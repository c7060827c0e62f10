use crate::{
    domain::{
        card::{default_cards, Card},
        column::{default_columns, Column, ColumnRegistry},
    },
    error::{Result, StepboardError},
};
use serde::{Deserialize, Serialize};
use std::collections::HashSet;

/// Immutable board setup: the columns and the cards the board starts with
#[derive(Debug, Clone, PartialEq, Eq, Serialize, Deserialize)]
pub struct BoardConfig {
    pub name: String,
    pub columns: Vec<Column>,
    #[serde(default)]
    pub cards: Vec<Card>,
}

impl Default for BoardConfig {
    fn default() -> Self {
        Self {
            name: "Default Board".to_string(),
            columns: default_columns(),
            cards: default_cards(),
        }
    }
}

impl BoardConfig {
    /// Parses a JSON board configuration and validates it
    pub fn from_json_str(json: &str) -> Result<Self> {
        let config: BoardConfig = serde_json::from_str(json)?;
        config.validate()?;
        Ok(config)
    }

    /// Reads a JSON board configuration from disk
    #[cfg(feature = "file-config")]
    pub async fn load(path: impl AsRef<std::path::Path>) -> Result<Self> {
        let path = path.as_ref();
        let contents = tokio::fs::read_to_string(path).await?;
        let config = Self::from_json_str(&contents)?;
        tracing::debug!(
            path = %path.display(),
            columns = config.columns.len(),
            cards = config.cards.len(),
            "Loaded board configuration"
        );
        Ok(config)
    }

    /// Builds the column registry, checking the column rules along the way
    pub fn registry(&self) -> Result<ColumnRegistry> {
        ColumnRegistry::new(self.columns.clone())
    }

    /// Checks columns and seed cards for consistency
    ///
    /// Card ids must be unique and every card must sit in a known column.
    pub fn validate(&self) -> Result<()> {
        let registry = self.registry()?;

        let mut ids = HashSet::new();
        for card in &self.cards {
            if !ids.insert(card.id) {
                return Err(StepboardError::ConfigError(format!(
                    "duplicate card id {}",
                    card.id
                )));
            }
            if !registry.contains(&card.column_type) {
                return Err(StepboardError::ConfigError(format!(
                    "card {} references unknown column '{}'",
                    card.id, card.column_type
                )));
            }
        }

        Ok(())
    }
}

==

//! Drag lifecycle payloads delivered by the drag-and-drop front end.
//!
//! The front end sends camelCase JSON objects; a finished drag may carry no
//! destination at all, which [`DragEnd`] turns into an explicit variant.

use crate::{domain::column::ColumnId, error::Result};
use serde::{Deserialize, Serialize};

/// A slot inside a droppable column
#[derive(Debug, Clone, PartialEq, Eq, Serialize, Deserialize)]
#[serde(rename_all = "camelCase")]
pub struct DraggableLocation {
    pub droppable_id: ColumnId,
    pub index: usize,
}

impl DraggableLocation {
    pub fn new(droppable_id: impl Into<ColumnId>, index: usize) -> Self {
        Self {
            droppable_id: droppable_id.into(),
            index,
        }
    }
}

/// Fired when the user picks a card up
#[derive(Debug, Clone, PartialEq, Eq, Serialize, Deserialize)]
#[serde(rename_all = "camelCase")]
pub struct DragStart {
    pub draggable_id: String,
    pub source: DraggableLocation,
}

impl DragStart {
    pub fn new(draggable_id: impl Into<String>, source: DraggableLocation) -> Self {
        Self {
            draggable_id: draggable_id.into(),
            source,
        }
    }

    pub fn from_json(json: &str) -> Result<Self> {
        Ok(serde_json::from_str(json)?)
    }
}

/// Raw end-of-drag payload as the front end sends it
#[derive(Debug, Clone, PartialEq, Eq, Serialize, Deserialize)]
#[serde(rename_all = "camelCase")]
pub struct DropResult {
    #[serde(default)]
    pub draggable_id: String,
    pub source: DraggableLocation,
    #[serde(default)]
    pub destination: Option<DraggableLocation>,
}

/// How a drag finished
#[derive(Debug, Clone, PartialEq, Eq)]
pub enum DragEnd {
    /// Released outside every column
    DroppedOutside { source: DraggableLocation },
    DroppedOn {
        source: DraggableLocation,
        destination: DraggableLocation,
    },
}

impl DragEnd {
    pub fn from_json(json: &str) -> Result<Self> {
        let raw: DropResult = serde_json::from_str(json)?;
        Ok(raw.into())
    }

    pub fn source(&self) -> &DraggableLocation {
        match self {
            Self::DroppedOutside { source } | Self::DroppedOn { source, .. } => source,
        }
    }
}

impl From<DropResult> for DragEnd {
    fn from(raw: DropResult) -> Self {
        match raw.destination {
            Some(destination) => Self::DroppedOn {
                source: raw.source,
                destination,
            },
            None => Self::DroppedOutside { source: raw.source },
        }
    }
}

## REQUIRED WORK:
After locating the line with "use std::collections::HashSet;" in the material above, return it and each line after it exactly, ending at the line with "and validates it".

## ANSWER BOX:
use std::collections::HashSet;

/// Immutable board setup: the columns and the cards the board starts with
#[derive(Debug, Clone, PartialEq, Eq, Serialize, Deserialize)]
pub struct BoardConfig {
    pub name: String,
    pub columns: Vec<Column>,
    #[serde(default)]
    pub cards: Vec<Card>,
}

impl Default for BoardConfig {
    fn default() -> Self {
        Self {
            name: "Default Board".to_string(),
            columns: default_columns(),
            cards: default_cards(),
        }
    }
}

impl BoardConfig {
    /// Parses a JSON board configuration and validates it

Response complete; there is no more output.